Glioma is the most common primary malignant tumor with poor prognosis due to the lack of understanding the mechanism underlying the disease and the early diagnosis indexs. It is necessary to identify molecular signatures for predicting the overall prognosis of glioma. Adipocyte enhancer binding protein1 (AEBP1) acts as a transcriptional repressor and plays a role in adipogenesis and smooth muscle cell differentiation. However, its role in glioma remains unclear. AEBP1 expression was analyzed by bioinformatics using the public database and by qPCR and western blotting in human glioma tissues. AEBP1 downregulation was performed by lipofectamine3000-mediated siRNA transfection. Cell proliferation and invasion were determined by cell counting kit-8 and transwell assays, while early cell apoptosis was determined by flow cytometry. The proteins of downstream NF-κB signaling pathway were determined by western blotting. AEBP1 is highly expressed in human gliomas. Lipofectamine 3000-mediated siRNA transfection stably and efficiently suppressed AEBP1 mRNA and protein expression in human glioma cells.
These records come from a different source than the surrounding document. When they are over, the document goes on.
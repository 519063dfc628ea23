//! Controllers and their parameters.
//!
//! Controllers describe their method signatures up front through
//! [`Controller::parameters`]; the dispatcher turns those descriptions into a
//! cached [`ParameterPlan`](crate::dispatch::plan::ParameterPlan) instead of
//! inspecting anything per request.

use std::any::Any;
use std::fmt;
use std::sync::Arc;

use crate::dispatch::error::{DispatchError, ResolutionError};
use crate::dispatch::resolver::{DependencyResolver, Instance};
use crate::http::{Request, Response};
use crate::routing::CompiledRoute;

/// Inline handler stored in a [`ControllerRef`](crate::routing::ControllerRef).
pub type ClosureController =
    Arc<dyn Fn(&RouteContext<'_>) -> Result<Response, DispatchError> + Send + Sync>;

/// What a closure controller sees of the dispatch.
pub struct RouteContext<'a> {
    request: &'a Request,
    route: &'a CompiledRoute,
    resolver: &'a dyn DependencyResolver,
}

impl<'a> RouteContext<'a> {
    pub(crate) fn new(
        request: &'a Request,
        route: &'a CompiledRoute,
        resolver: &'a dyn DependencyResolver,
    ) -> Self {
        Self {
            request,
            route,
            resolver,
        }
    }

    pub fn request(&self) -> &Request {
        self.request
    }

    pub fn route(&self) -> &CompiledRoute {
        self.route
    }

    /// Bound variable, falling back to the route's default.
    pub fn var(&self, name: &str) -> Option<&str> {
        self.route
            .binding(name)
            .or_else(|| self.route.route().default_value(name))
    }

    /// Resolve a service and downcast it.
    pub fn resolve<T: Any + Send + Sync>(&self, type_name: &str) -> Result<Arc<T>, ResolutionError> {
        self.resolver
            .resolve(type_name)?
            .downcast::<T>()
            .map_err(|_| ResolutionError::TypeMismatch {
                name: type_name.to_string(),
                expected: std::any::type_name::<T>(),
            })
    }
}

/// How a parameter is declared.
#[derive(Debug, Clone, PartialEq, Eq)]
pub enum ParameterKind {
    /// Filled from path variables or defaults.
    Scalar,
    /// Filled by the resolver using the named type.
    Object(String),
}

/// One declared controller-method parameter.
#[derive(Debug, Clone, PartialEq, Eq)]
pub struct Parameter {
    pub name: String,
    pub kind: ParameterKind,
    pub default: Option<String>,
}

impl Parameter {
    pub fn scalar(name: impl Into<String>) -> Self {
        Self {
            name: name.into(),
            kind: ParameterKind::Scalar,
            default: None,
        }
    }

    pub fn object(name: impl Into<String>, type_name: impl Into<String>) -> Self {
        Self {
            name: name.into(),
            kind: ParameterKind::Object(type_name.into()),
            default: None,
        }
    }

    pub fn with_default(mut self, default: impl Into<String>) -> Self {
        self.default = Some(default.into());
        self
    }
}

/// A resolved parameter value.
#[derive(Clone)]
pub enum Argument {
    Value(String),
    Service(Instance),
}

impl fmt::Debug for Argument {
    fn fmt(&self, f: &mut fmt::Formatter<'_>) -> fmt::Result {
        match self {
            Argument::Value(value) => f.debug_tuple("Value").field(value).finish(),
            Argument::Service(_) => f.write_str("Service"),
        }
    }
}

/// Arguments for one controller call, in declaration order.
#[derive(Debug, Clone, Default)]
pub struct Arguments {
    entries: Vec<(String, Argument)>,
}

impl Arguments {
    pub fn new() -> Self {
        Self::default()
    }

    pub fn push(&mut self, name: impl Into<String>, argument: Argument) {
        self.entries.push((name.into(), argument));
    }

    pub fn get(&self, name: &str) -> Option<&Argument> {
        self.entries
            .iter()
            .find(|(entry, _)| entry == name)
            .map(|(_, argument)| argument)
    }

    /// Scalar argument by name.
    pub fn value(&self, name: &str) -> Option<&str> {
        match self.get(name) {
            Some(Argument::Value(value)) => Some(value),
            _ => None,
        }
    }

    /// Injected argument by name, downcast to `T`.
    pub fn service<T: Any + Send + Sync>(&self, name: &str) -> Option<Arc<T>> {
        match self.get(name) {
            Some(Argument::Service(instance)) => instance.clone().downcast::<T>().ok(),
            _ => None,
        }
    }

    pub fn iter(&self) -> impl Iterator<Item = (&str, &Argument)> {
        self.entries.iter().map(|(name, argument)| (name.as_str(), argument))
    }

    pub fn len(&self) -> usize {
        self.entries.len()
    }

    pub fn is_empty(&self) -> bool {
        self.entries.is_empty()
    }
}

/// A controller resolved by class name.
pub trait Controller: Send + Sync {
    /// Declared parameters of `method`, or `None` if there is no such method.
    fn parameters(&self, method: &str) -> Option<Vec<Parameter>>;

    /// Invoke `method`.
    fn call(&self, method: &str, arguments: Arguments, request: &Request) -> Result<Response, DispatchError>;
}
AEBP1 downregulation inhibited cell proliferation and invasion, but promoted early cell apoptosis. Also, AEBP1 knockdown in glioma cells decreased the expression of NF-κB1. Furthermore, the downstream of NF-κB signaling pathway, Bax, caspase-3 are increased, while MMP2 and Bcl-2 are decreased in glioma cells. Elevated AEBP1 is positively associated with poor prognosis of glioma. AEBP1 downregulation suppressed cell proliferation and invasion, but promoted early cell apoptosis. AEBP1 downregulation suppressed the cell proliferation and invasion may by inhibiting the NF-κB signaling pathway.